The “short order code kitchen” that I referenced in the title is an old paradigm that you just call in the CIO or the IT bunch or both and they build what you want and how you want it, worked in the early days but not exactly that way today with integration of data systems and more working on the web, but they still think so.  It was easier for me too back then to build as when you have nothing anything is an improvement and when your information is on a single SILO, security is much easier too and that area has grown in the last couple of years as the bad guys are getting smarter too.
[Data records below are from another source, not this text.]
//! User profile sync and lookup.

use axum::{
    body::Bytes,
    extract::{Path, State},
    Json,
};
use compass_store::users::USERS;
use compass_store::{Operation, RequestLogEntry, UserProfile};
use serde::Deserialize;

use crate::auth::AuthContext;
use crate::error::{ApiError, ApiResult};
use crate::handlers::parse_body;
use crate::state::SharedState;

#[derive(Debug, Deserialize)]
struct SyncBody {
    #[serde(default)]
    id: String,
    #[serde(default)]
    email: String,
    #[serde(default)]
    display_name: Option<String>,
}

/// Create or refresh the caller's profile. The admin flag follows the configured admin list.
pub async fn sync(ctx: AuthContext, State(state): State<SharedState>, body: Bytes) -> ApiResult<Json<UserProfile>> {
    let body: SyncBody = parse_body(&body)?;
    let missing: Vec<&str> = [("id", body.id.is_empty()), ("email", body.email.is_empty())]
        .into_iter()
        .filter_map(|(field, empty)| empty.then_some(field))
        .collect();
    if !missing.is_empty() {
        return Err(ApiError::BadRequest(format!("Missing required fields: {}", missing.join(", "))));
    }

    let result = state
        .users
        .sync_user(&body.id, &body.email, body.display_name.as_deref(), &state.admin_emails)
        .await;
    let mut entry = RequestLogEntry::new(Operation::Write, USERS, result.is_ok())
        .document(body.id.clone())
        .user(Some(ctx.user_id), ctx.email);
    if let Err(e) = &result {
        entry = entry.error(e.to_string());
    }
    state.request_log.log_request(entry).await;
    Ok(Json(result?))
}

pub async fn get(
    _ctx: AuthContext,
    State(state): State<SharedState>,
    Path(id): Path<String>,
) -> ApiResult<Json<UserProfile>> {
    state.users.get(&id).await?.map(Json).ok_or_else(|| ApiError::NotFound("User not found".into()))
}
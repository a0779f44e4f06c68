use thiserror::Error;

#[derive(Debug, Error)]
pub enum StatsError {
    #[error(transparent)]
    Sparql(#[from] compass_sparql::SparqlError),

    #[error("HTTP error: {0}")]
    Http(#[from] reqwest::Error),

    #[error("Failed to fetch statements bundle for {paper}: {message}")]
    Bundle { paper: String, message: String },

    #[error("A statistics update for {0} is already running")]
    AlreadyRunning(String),

    #[error(transparent)]
    Store(#[from] compass_store::StoreError),

    #[error(transparent)]
    Common(#[from] compass_common::CompassError),
}

pub type Result<T> = std::result::Result<T, StatsError>;
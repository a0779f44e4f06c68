//! In-process document store, used for tests and ephemeral deployments.

use std::collections::BTreeMap;

use async_trait::async_trait;
use tokio::sync::RwLock;

use crate::document::{
    apply_list_options, merge_documents, validate_collection, validate_id, Document, DocumentStore, ListOptions,
    StoredDocument,
};
use crate::error::Result;

#[derive(Default)]
pub struct MemoryStore {
    /// collection path → id → document
    collections: RwLock<BTreeMap<String, BTreeMap<String, Document>>>,
}

impl MemoryStore {
    pub fn new() -> Self {
        Self::default()
    }
}

#[async_trait]
impl DocumentStore for MemoryStore {
    async fn get(&self, collection: &str, id: &str) -> Result<Option<Document>> {
        validate_collection(collection)?;
        validate_id(id)?;
        let collections = self.collections.read().await;
        Ok(collections.get(collection).and_then(|c| c.get(id)).cloned())
    }

    async fn set(&self, collection: &str, id: &str, data: Document, merge: bool) -> Result<()> {
        validate_collection(collection)?;
        validate_id(id)?;
        let mut collections = self.collections.write().await;
        let docs = collections.entry(collection.to_string()).or_default();
        match docs.get_mut(id) {
            Some(existing) if merge => merge_documents(existing, data),
            _ => {
                docs.insert(id.to_string(), data);
            }
        }
        Ok(())
    }

    async fn delete(&self, collection: &str, id: &str) -> Result<bool> {
        validate_collection(collection)?;
        validate_id(id)?;
        let mut collections = self.collections.write().await;
        Ok(collections.get_mut(collection).and_then(|c| c.remove(id)).is_some())
    }

    async fn list(&self, collection: &str, opts: &ListOptions) -> Result<Vec<StoredDocument>> {
        validate_collection(collection)?;
        let collections = self.collections.read().await;
        let docs = collections
            .get(collection)
            .map(|c| {
                c.iter()
                    .map(|(id, data)| StoredDocument { id: id.clone(), data: data.clone() })
                    .collect()
            })
            .unwrap_or_default();
        Ok(apply_list_options(docs, opts))
    }

    async fn list_collections(&self, collection: &str, id: &str) -> Result<Vec<String>> {
        validate_collection(collection)?;
        validate_id(id)?;
        let prefix = format!("{collection}/{id}/");
        let collections = self.collections.read().await;
        Ok(collections
            .iter()
            .filter(|(_, docs)| !docs.is_empty())
            .filter_map(|(path, _)| path.strip_prefix(&prefix))
            .filter(|rest| !rest.contains('/'))
            .map(str::to_string)
            .collect())
    }
}
//! Provider routing: the single entry point the rest of Compass uses to talk to an LLM.
//! Picks a backend per call (explicit provider or the configured default), records
//! token usage and cost, and keeps a bounded audit trail.

use std::collections::{HashMap, VecDeque};
use std::fmt;
use std::str::FromStr;
use std::sync::{Arc, Mutex};
use std::time::Instant;

use serde::{Deserialize, Serialize};

use crate::audit::LlmAuditEntry;
use crate::backend::{LlmBackend, LlmError, LlmRequest, Message};
use crate::cost::{calculate_cost, CostBreakdown};

const AUDIT_CAPACITY: usize = 500;

#[derive(Debug, Clone, Copy, PartialEq, Eq, Hash, Serialize, Deserialize)]
#[serde(rename_all = "lowercase")]
pub enum Provider {
    #[serde(rename = "openai")]
    OpenAi,
    Groq,
    Mistral,
    Google,
    Ollama,
}

impl Provider {
    pub const ALL: [Provider; 5] = [
        Provider::OpenAi,
        Provider::Groq,
        Provider::Mistral,
        Provider::Google,
        Provider::Ollama,
    ];

    pub fn as_str(&self) -> &'static str {
        match self {
            Provider::OpenAi  => "openai",
            Provider::Groq    => "groq",
            Provider::Mistral => "mistral",
            Provider::Google  => "google",
            Provider::Ollama  => "ollama",
        }
    }

    pub fn default_model(&self) -> &'static str {
        match self {
            Provider::OpenAi  => "gpt-4o-mini",
            Provider::Groq    => "llama-3.1-8b-instant",
            Provider::Mistral => "mistral-large-latest",
            Provider::Google  => "gemini-2.5-flash",
            Provider::Ollama  => "llama3:8b",
        }
    }

    /// Environment variable consulted when keys come from the environment.
    pub fn env_key(&self) -> String {
        format!("COMPASS_{}_API_KEY", self.as_str().to_uppercase())
    }
}

impl Default for Provider {
    fn default() -> Self {
        Provider::Mistral
    }
}

impl fmt::Display for Provider {
    fn fmt(&self, f: &mut fmt::Formatter<'_>) -> fmt::Result {
        f.write_str(self.as_str())
    }
}

impl FromStr for Provider {
    type Err = LlmError;

    fn from_str(s: &str) -> Result<Self, Self::Err> {
        Provider::ALL
            .into_iter()
            .find(|p| p.as_str().eq_ignore_ascii_case(s))
            .ok_or_else(|| LlmError::Unavailable(format!("unknown provider: {s}")))
    }
}

/// Knobs for a single `generate_text` call.
#[derive(Debug, Clone, Default, Serialize, Deserialize)]
#[serde(rename_all = "camelCase", default)]
pub struct GenerateOptions {
    pub temperature: Option<f32>,
    pub max_tokens: Option<u32>,
    pub provider: Option<Provider>,
    pub model: Option<String>,
    pub system: Option<String>,
    pub session_id: Option<String>,
}

impl GenerateOptions {
    pub fn new(temperature: f32, max_tokens: u32) -> Self {
        Self {
            temperature: Some(temperature),
            max_tokens: Some(max_tokens),
            ..Default::default()
        }
    }
}

#[derive(Debug, Clone, Serialize, Deserialize)]
#[serde(rename_all = "camelCase")]
pub struct Generation {
    pub text: String,
    pub model: String,
    pub provider: Provider,
    pub cost: CostBreakdown,
}

pub struct AiService {
    backends: HashMap<Provider, Arc<dyn LlmBackend>>,
    default_provider: Provider,
    audit: Mutex<VecDeque<LlmAuditEntry>>,
}

impl AiService {
    pub fn new(default_provider: Provider) -> Self {
        Self {
            backends: HashMap::new(),
            default_provider,
            audit: Mutex::new(VecDeque::new()),
        }
    }

    pub fn register_backend(&mut self, provider: Provider, backend: Arc<dyn LlmBackend>) {
        self.backends.insert(provider, backend);
    }

    pub fn default_provider(&self) -> Provider {
        self.default_provider
    }

    pub fn configured_providers(&self) -> Vec<Provider> {
        Provider::ALL.into_iter().filter(|p| self.backends.contains_key(p)).collect()
    }

    pub fn is_configured(&self) -> bool {
        self.backends.contains_key(&self.default_provider)
    }

    /// Send one prompt to the selected provider and account for the call.
    pub async fn generate_text(&self, prompt: &str, opts: GenerateOptions) -> Result<Generation, LlmError> {
        let provider = opts.provider.unwrap_or(self.default_provider);
        let backend = self
            .backends
            .get(&provider)
            .ok_or_else(|| LlmError::NotConfigured(provider.as_str().to_uppercase()))?;

        let mut messages = Vec::with_capacity(2);
        if let Some(system) = opts.system.filter(|s| !s.is_empty()) {
            messages.push(Message::system(system));
        }
        messages.push(Message::user(prompt));

        let req = LlmRequest {
            messages,
            model: opts.model,
            max_tokens: opts.max_tokens.map(|t| t.min(backend.max_output_tokens())),
            temperature: Some(opts.temperature.unwrap_or(0.3)),
        };

        tracing::info!(
            provider = provider.as_str(),
            model = backend.model_id(),
            is_local = backend.is_local(),
            "LLM request routed"
        );

        let started = Instant::now();
        let resp = backend.complete(req).await?;
        let latency_ms = started.elapsed().as_millis() as u64;

        let cost = calculate_cost(provider, &resp.model, resp.prompt_tokens, resp.completion_tokens);
        tracing::debug!(
            prompt_tokens = resp.prompt_tokens,
            completion_tokens = resp.completion_tokens,
            cost_usd = cost.total_cost,
            latency_ms,
            "LLM call completed"
        );
        self.record(LlmAuditEntry::new(opts.session_id, &cost, &resp.content, latency_ms));

        Ok(Generation {
            text: resp.content,
            model: resp.model,
            provider,
            cost,
        })
    }

    /// Most recent audit entries, newest first.
    pub fn recent_calls(&self, limit: usize) -> Vec<LlmAuditEntry> {
        match self.audit.lock() {
            Ok(log) => log.iter().rev().take(limit).cloned().collect(),
            Err(_) => Vec::new(),
        }
    }

    fn record(&self, entry: LlmAuditEntry) {
        if let Ok(mut log) = self.audit.lock() {
            if log.len() == AUDIT_CAPACITY {
                log.pop_front();
            }
            log.push_back(entry);
        }
    }
}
Today boards have to spend more time on technology issues and that’s an issue too with government as complexities grow.  Sometimes they end up going with legal advice only and that’s only half of the puzzle.  IT folks are pretty much on top of what they can do legally but they get overridden at times and then nothing gets done.  Again government, same issues and just look at the SEC, headed by someone watching the legal doors and a bit clueless as far as the actual technology and how it works.  Even various public CIOs have had to become a lot more aware of technology, as after all folks it’s an IT infrastructure of the biggest kind running all of this.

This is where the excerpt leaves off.